pub mod catalog;
pub mod config;
pub mod domain;
pub mod error;
pub mod hierarchy;

use chrono::{DateTime, Utc};
use tracing::{debug, warn};

use catalog::Catalog;
use config::Settings;
use domain::*;
use error::Result;
use hierarchy::Forest;

/// The main entry point for the albumtree library.
pub struct Gallery {
    catalog: Catalog,
    settings: Settings,
}

impl Gallery {
    /// Open or create the catalog named in `settings`.
    pub fn open(settings: Settings) -> Result<Self> {
        let catalog = Catalog::open(&settings.catalog_path)?;
        Self::with_catalog(catalog, settings)
    }

    /// A throwaway gallery backed by an in-memory catalog.
    pub fn open_in_memory(settings: Settings) -> Result<Self> {
        Self::with_catalog(Catalog::open_in_memory()?, settings)
    }

    fn with_catalog(mut catalog: Catalog, settings: Settings) -> Result<Self> {
        catalog.set_busy_timeout(settings.busy_timeout())?;
        catalog.set_verify_mutations(settings.verify_mutations);
        debug!(
            catalog = %settings.catalog_path.display(),
            verify = settings.verify_mutations,
            "gallery ready"
        );
        Ok(Self { catalog, settings })
    }

    pub fn settings(&self) -> &Settings {
        &self.settings
    }

    // ── Albums ───────────────────────────────────────────────────────

    /// Create an album as the last child of `parent_id`, or as the last root.
    pub fn create_album(&mut self, parent_id: Option<AlbumId>, title: &str) -> Result<AlbumNode> {
        self.catalog.insert_album(parent_id, title)
    }

    /// Move an album and everything below it. `None` moves it to the top level.
    pub fn move_album(&mut self, id: AlbumId, new_parent: Option<AlbumId>) -> Result<AlbumNode> {
        self.catalog.move_album(id, new_parent)
    }

    /// Delete an album with its sub-albums and photos. Returns the number
    /// of albums removed.
    pub fn delete_album(&mut self, id: AlbumId) -> Result<usize> {
        self.catalog.delete_album(id)
    }

    /// Path, subtree timestamps and photo count of one album.
    pub fn album(&self, id: AlbumId) -> Result<AlbumSummary> {
        self.catalog.album_summary(id, &self.settings.path_separator)
    }

    /// All albums in display (pre-)order.
    pub fn albums(&self) -> Result<Vec<AlbumNode>> {
        self.catalog.list_albums()
    }

    pub fn children(&self, id: AlbumId) -> Result<Vec<AlbumNode>> {
        self.catalog.children(id)
    }

    pub fn ancestors(&self, id: AlbumId) -> Result<Vec<AlbumNode>> {
        self.catalog.ancestors(id)
    }

    pub fn descendants(&self, id: AlbumId) -> Result<Vec<AlbumNode>> {
        self.catalog.descendants(id)
    }

    pub fn is_descendant(&self, candidate: AlbumId, ancestor: AlbumId) -> Result<bool> {
        self.catalog.is_descendant(candidate, ancestor)
    }

    /// Titles from the root down to `id`, joined with the configured separator.
    pub fn full_path(&self, id: AlbumId) -> Result<String> {
        self.catalog.full_path(id, &self.settings.path_separator)
    }

    /// Snapshot of the whole tree for in-memory traversal.
    pub fn forest(&self) -> Result<Forest> {
        self.catalog.forest()
    }

    // ── Photos ───────────────────────────────────────────────────────

    pub fn add_photo(
        &self,
        album_id: AlbumId,
        title: &str,
        taken_at: Option<DateTime<Utc>>,
    ) -> Result<PhotoItem> {
        self.catalog.add_photo(album_id, title, taken_at)
    }

    pub fn remove_photo(&self, id: i64) -> Result<()> {
        self.catalog.remove_photo(id)
    }

    pub fn photos_in(&self, album_id: AlbumId) -> Result<Vec<PhotoItem>> {
        self.catalog.photos_in(album_id)
    }

    pub fn photos_under(&self, album_id: AlbumId) -> Result<Vec<PhotoItem>> {
        self.catalog.photos_under(album_id)
    }

    pub fn taken_at_range(&self, album_id: AlbumId) -> Result<TakenAtRange> {
        self.catalog.taken_at_range(album_id)
    }

    // ── Maintenance ──────────────────────────────────────────────────

    pub fn check(&self) -> Result<TreeErrors> {
        let errors = self.catalog.check_tree()?;
        if errors.is_broken() {
            warn!(%errors, "album tree is broken");
        }
        Ok(errors)
    }

    /// Rebuild intervals from parent links. Returns the number of albums renumbered.
    pub fn fix(&mut self) -> Result<usize> {
        self.catalog.fix_tree()
    }
}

......

INSTRUCTIONS FOR THE TASK:
The lines above, starting at the one with "self.catalog.delete_album(id)" and ending at the one with "pub fn photos_in(&self, album_id: AlbumId)", are the only ones to return, exactly as written.

TASK OUTPUT:
        self.catalog.delete_album(id)
    }

    /// Path, subtree timestamps and photo count of one album.
    pub fn album(&self, id: AlbumId) -> Result<AlbumSummary> {
        self.catalog.album_summary(id, &self.settings.path_separator)
    }

    /// All albums in display (pre-)order.
    pub fn albums(&self) -> Result<Vec<AlbumNode>> {
        self.catalog.list_albums()
    }

    pub fn children(&self, id: AlbumId) -> Result<Vec<AlbumNode>> {
        self.catalog.children(id)
    }

    pub fn ancestors(&self, id: AlbumId) -> Result<Vec<AlbumNode>> {
        self.catalog.ancestors(id)
    }

    pub fn descendants(&self, id: AlbumId) -> Result<Vec<AlbumNode>> {
        self.catalog.descendants(id)
    }

    pub fn is_descendant(&self, candidate: AlbumId, ancestor: AlbumId) -> Result<bool> {
        self.catalog.is_descendant(candidate, ancestor)
    }

    /// Titles from the root down to `id`, joined with the configured separator.
    pub fn full_path(&self, id: AlbumId) -> Result<String> {
        self.catalog.full_path(id, &self.settings.path_separator)
    }

    /// Snapshot of the whole tree for in-memory traversal.
    pub fn forest(&self) -> Result<Forest> {
        self.catalog.forest()
    }

    // ── Photos ───────────────────────────────────────────────────────

    pub fn add_photo(
        &self,
        album_id: AlbumId,
        title: &str,
        taken_at: Option<DateTime<Utc>>,
    ) -> Result<PhotoItem> {
        self.catalog.add_photo(album_id, title, taken_at)
    }

    pub fn remove_photo(&self, id: i64) -> Result<()> {
        self.catalog.remove_photo(id)
    }

    pub fn photos_in(&self, album_id: AlbumId) -> Result<Vec<PhotoItem>> {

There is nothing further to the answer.